My mom is a futurist, that peculiar subclass of optimists who believe they can see the day after tomorrow coming

by Veronique Greenwood + BIO

Jane Jetson and Rosey the Robot Maid from The Jetsons, set in the utopian future of 2062. Photo by Everett Collection / Rex Features

When I went home for the 2007 holidays, in my last year of college, my mom’s new favorite phrase was ‘mobile social networking’. It was a big thing in Asia and Africa, she told me, in the throes of writing a several-hundred-page market report.

What is it supposed to be? I asked, getting the milk out of the fridge and making myself some muesli.

Well, she said, you joined a social network on your phone, and then you could express opinions about things. You could send something to your friends, and they would say if they liked it or they didn’t like it — on their phones.

That sounds really stupid, I said.

But, as I don’t think I need to stress, the idea turned out to have legs. In my defence, the first iPhone was still six months away. And though I was one of the first few million users of Facebook, the ‘Like’ button wouldn’t come along for years.

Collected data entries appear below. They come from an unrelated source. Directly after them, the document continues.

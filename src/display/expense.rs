//! Expense display formatting
//!
//! Formats expense lists for terminal display. The list view shows at most
//! 20 rows, newest first, matching what fits comfortably on one screen.

use crate::models::{Expense, LabelRegistry};

/// Maximum rows shown by the list view
const LIST_LIMIT: usize = 20;

/// Format a numbered expense table, newest first
pub fn format_expense_table(
    expenses: &[Expense],
    categories: &LabelRegistry,
    payment_methods: &[&str],
) -> String {
    if expenses.is_empty() {
        return "No expenses to display.\n".to_string();
    }

    let mut output = String::new();
    output.push_str(&format!(
        "{:<5} {:<10} {:<25} {:<16} {:<8} {:<10}\n",
        "No.", "Amount", "Description", "Category", "Payment", "Date"
    ));
    output.push_str(&"-".repeat(80));
    output.push('\n');

    for (i, expense) in expenses.iter().take(LIST_LIMIT).enumerate() {
        output.push_str(&format!(
            "{:<5} {:<10} {:<25} {:<16} {:<8} {:<10}\n",
            i + 1,
            expense.amount.to_plain_string(),
            truncate(&expense.description, 25),
            truncate(categories.get(expense.category).unwrap_or("Unknown"), 16),
            payment_methods
                .get(expense.payment_method)
                .copied()
                .unwrap_or("Unknown"),
            expense.date.format("%d-%m-%Y")
        ));
    }
    output.push_str(&"-".repeat(80));
    output.push('\n');

    if expenses.len() > LIST_LIMIT {
        output.push_str(&format!(
            "... and {} more entries\n",
            expenses.len() - LIST_LIMIT
        ));
    }

    output
}

/// Format one expense with its labels resolved, one field per line
pub fn format_expense_details(
    expense: &Expense,
    categories: &LabelRegistry,
    payment_methods: &[&str],
) -> String {
    let mut output = String::new();
    output.push_str(&format!("Amount:         {}\n", expense.amount));
    output.push_str(&format!("Description:    {}\n", expense.description));
    output.push_str(&format!(
        "Category:       {}\n",
        categories.get(expense.category).unwrap_or("Unknown")
    ));
    output.push_str(&format!(
        "Payment Method: {}\n",
        payment_methods
            .get(expense.payment_method)
            .copied()
            .unwrap_or("Unknown")
    ));
    output.push_str(&format!("Date:           {}\n", expense.date.format("%d-%m-%Y")));
    output
}

/// Truncate a string to a maximum number of characters
fn truncate(s: &str, max: usize) -> String {
    if s.chars().count() <= max {
        s.to_string()
    } else {
        s.chars().take(max).collect()
    }
}

#[cfg(test)]
mod tests {
    use super::*;
    use crate::models::{Money, PAYMENT_METHODS};
    use chrono::NaiveDate;

    fn expense(desc: &str) -> Expense {
        Expense::new(
            Money::from_cents(5_000),
            desc,
            1,
            2,
            NaiveDate::from_ymd_opt(2024, 3, 10)
                .unwrap()
                .and_hms_opt(12, 0, 0)
                .unwrap(),
        )
    }

    #[test]
    fn test_empty_list() {
        let registry = LabelRegistry::with_defaults();
        assert_eq!(
            format_expense_table(&[], &registry, &PAYMENT_METHODS),
            "No expenses to display.\n"
        );
    }

    #[test]
    fn test_table_resolves_labels() {
        let registry = LabelRegistry::with_defaults();
        let output = format_expense_table(&[expense("bus pass")], &registry, &PAYMENT_METHODS);

        assert!(output.contains("bus pass"));
        assert!(output.contains("Transport"));
        assert!(output.contains("Card"));
        assert!(output.contains("10-03-2024"));
    }

    #[test]
    fn test_table_caps_rows() {
        let registry = LabelRegistry::with_defaults();
        let expenses: Vec<Expense> = (0..25).map(|i| expense(&format!("e{}", i))).collect();

        let output = format_expense_table(&expenses, &registry, &PAYMENT_METHODS);
        assert!(output.contains("e19"));
        assert!(!output.contains("e20 "));
        assert!(output.contains("... and 5 more entries"));
    }

    #[test]
    fn test_details() {
        let registry = LabelRegistry::with_defaults();
        let output = format_expense_details(&expense("bus pass"), &registry, &PAYMENT_METHODS);
        assert!(output.contains("Amount:         50.00"));
        assert!(output.contains("Category:       Transport"));
    }

    #[test]
    fn test_truncate() {
        assert_eq!(truncate("short", 10), "short");
        assert_eq!(truncate("a longer description", 8), "a longer");
    }
}
//! User settings for spendlog
//!
//! Manages user preferences: the optional monthly budget used by the budget
//! report.

use serde::{Deserialize, Serialize};

use super::paths::SpendlogPaths;
use crate::error::SpendlogError;
use crate::models::Money;

/// User settings for spendlog
#[derive(Debug, Clone, Serialize, Deserialize)]
pub struct Settings {
    /// Schema version for migration support
    #[serde(default = "default_schema_version")]
    pub schema_version: u32,

    /// Monthly budget in cents, if the user has set one
    #[serde(default, skip_serializing_if = "Option::is_none")]
    pub monthly_budget: Option<Money>,
}

fn default_schema_version() -> u32 {
    1
}

impl Default for Settings {
    fn default() -> Self {
        Self {
            schema_version: default_schema_version(),
            monthly_budget: None,
        }
    }
}

impl Settings {
    /// Load settings from disk, or create default settings if file doesn't exist
    pub fn load_or_create(paths: &SpendlogPaths) -> Result<Self, SpendlogError> {
        let settings_path = paths.settings_file();

        if settings_path.exists() {
            let contents = std::fs::read_to_string(&settings_path)
                .map_err(|e| SpendlogError::Io(format!("Failed to read settings file: {}", e)))?;

            let settings: Settings = serde_json::from_str(&contents).map_err(|e| {
                SpendlogError::Config(format!("Failed to parse settings file: {}", e))
            })?;

            Ok(settings)
        } else {
            // Don't save yet - let caller decide when to persist
            Ok(Settings::default())
        }
    }

    /// Save settings to disk
    pub fn save(&self, paths: &SpendlogPaths) -> Result<(), SpendlogError> {
        paths.ensure_directories()?;

        let settings_path = paths.settings_file();
        let contents = serde_json::to_string_pretty(self)
            .map_err(|e| SpendlogError::Config(format!("Failed to serialize settings: {}", e)))?;

        std::fs::write(&settings_path, contents)
            .map_err(|e| SpendlogError::Io(format!("Failed to write settings file: {}", e)))?;

        Ok(())
    }
}

#[cfg(test)]
mod tests {
    use super::*;
    use tempfile::TempDir;

    #[test]
    fn test_default_settings() {
        let settings = Settings::default();
        assert!(settings.monthly_budget.is_none());
        assert_eq!(settings.schema_version, 1);
    }

    #[test]
    fn test_save_and_load() {
        let temp_dir = TempDir::new().unwrap();
        let paths = SpendlogPaths::with_base_dir(temp_dir.path().to_path_buf());

        let mut settings = Settings::default();
        settings.monthly_budget = Some(Money::from_cents(500_000));

        settings.save(&paths).unwrap();

        let loaded = Settings::load_or_create(&paths).unwrap();
        assert_eq!(loaded.monthly_budget, Some(Money::from_cents(500_000)));
    }

    #[test]
    fn test_load_missing_returns_default() {
        let temp_dir = TempDir::new().unwrap();
        let paths = SpendlogPaths::with_base_dir(temp_dir.path().to_path_buf());

        let loaded = Settings::load_or_create(&paths).unwrap();
        assert!(loaded.monthly_budget.is_none());
    }
}
//! Balance repository for JSON storage
//!
//! Persists the current bank and cash balances together with their capped
//! snapshot histories in a single JSON file.

use std::path::PathBuf;
use std::sync::RwLock;

use crate::error::SpendlogError;
use crate::models::{AccountKind, BalanceEntry, Money, MAX_BALANCE_HISTORY};

use super::file_io::{read_json, write_json_atomic};

/// Serializable balance state
#[derive(Debug, Clone, Default, serde::Serialize, serde::Deserialize)]
struct BalanceData {
    bank_balance: Money,
    cash_balance: Money,
    bank_history: Vec<BalanceEntry>,
    cash_history: Vec<BalanceEntry>,
}

/// Repository for balance persistence
pub struct BalanceRepository {
    path: PathBuf,
    data: RwLock<BalanceData>,
}

impl BalanceRepository {
    /// Create a new balance repository
    pub fn new(path: PathBuf) -> Self {
        Self {
            path,
            data: RwLock::new(BalanceData::default()),
        }
    }

    /// Load balance state from disk; a missing file loads as zero balances
    pub fn load(&self) -> Result<(), SpendlogError> {
        let file_data: BalanceData = read_json(&self.path)?;

        let mut data = self.data.write().map_err(|e| {
            SpendlogError::Storage(format!("Failed to acquire write lock: {}", e))
        })?;
        *data = file_data;

        Ok(())
    }

    /// Save balance state to disk
    pub fn save(&self) -> Result<(), SpendlogError> {
        let data = self.data.read().map_err(|e| {
            SpendlogError::Storage(format!("Failed to acquire read lock: {}", e))
        })?;

        write_json_atomic(&self.path, &*data)
    }

    /// Get the current balance for an account
    pub fn current(&self, account: AccountKind) -> Result<Money, SpendlogError> {
        let data = self.data.read().map_err(|e| {
            SpendlogError::Storage(format!("Failed to acquire read lock: {}", e))
        })?;

        Ok(match account {
            AccountKind::Bank => data.bank_balance,
            AccountKind::Cash => data.cash_balance,
        })
    }

    /// Get the snapshot history for an account, oldest first
    pub fn history(&self, account: AccountKind) -> Result<Vec<BalanceEntry>, SpendlogError> {
        let data = self.data.read().map_err(|e| {
            SpendlogError::Storage(format!("Failed to acquire read lock: {}", e))
        })?;

        Ok(match account {
            AccountKind::Bank => data.bank_history.clone(),
            AccountKind::Cash => data.cash_history.clone(),
        })
    }

    /// Set the current balance for an account and append a snapshot,
    /// dropping the oldest entries past [`MAX_BALANCE_HISTORY`]
    pub fn record(&self, account: AccountKind, entry: BalanceEntry) -> Result<(), SpendlogError> {
        let mut guard = self.data.write().map_err(|e| {
            SpendlogError::Storage(format!("Failed to acquire write lock: {}", e))
        })?;

        let data = &mut *guard;
        let (balance, history) = match account {
            AccountKind::Bank => (&mut data.bank_balance, &mut data.bank_history),
            AccountKind::Cash => (&mut data.cash_balance, &mut data.cash_history),
        };

        *balance = entry.amount;
        history.push(entry);
        if history.len() > MAX_BALANCE_HISTORY {
            let excess = history.len() - MAX_BALANCE_HISTORY;
            history.drain(..excess);
        }

        Ok(())
    }
}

The future arrived much earlier in our house than anywhere else because my mother is an emerging technologies consultant. Her career has included stints as a circus horse groom, a tropical agronomist in Mauritania, and a desktop publisher. But for most of my life she has lived by her unusual ability to see beyond the glitchy demos of new tech to the faint outlines of another reality, just over the horizon. She takes these trembling hatchlings of ideas by the elbow, murmurs reassurances, and runs as fast as she can into the unknown.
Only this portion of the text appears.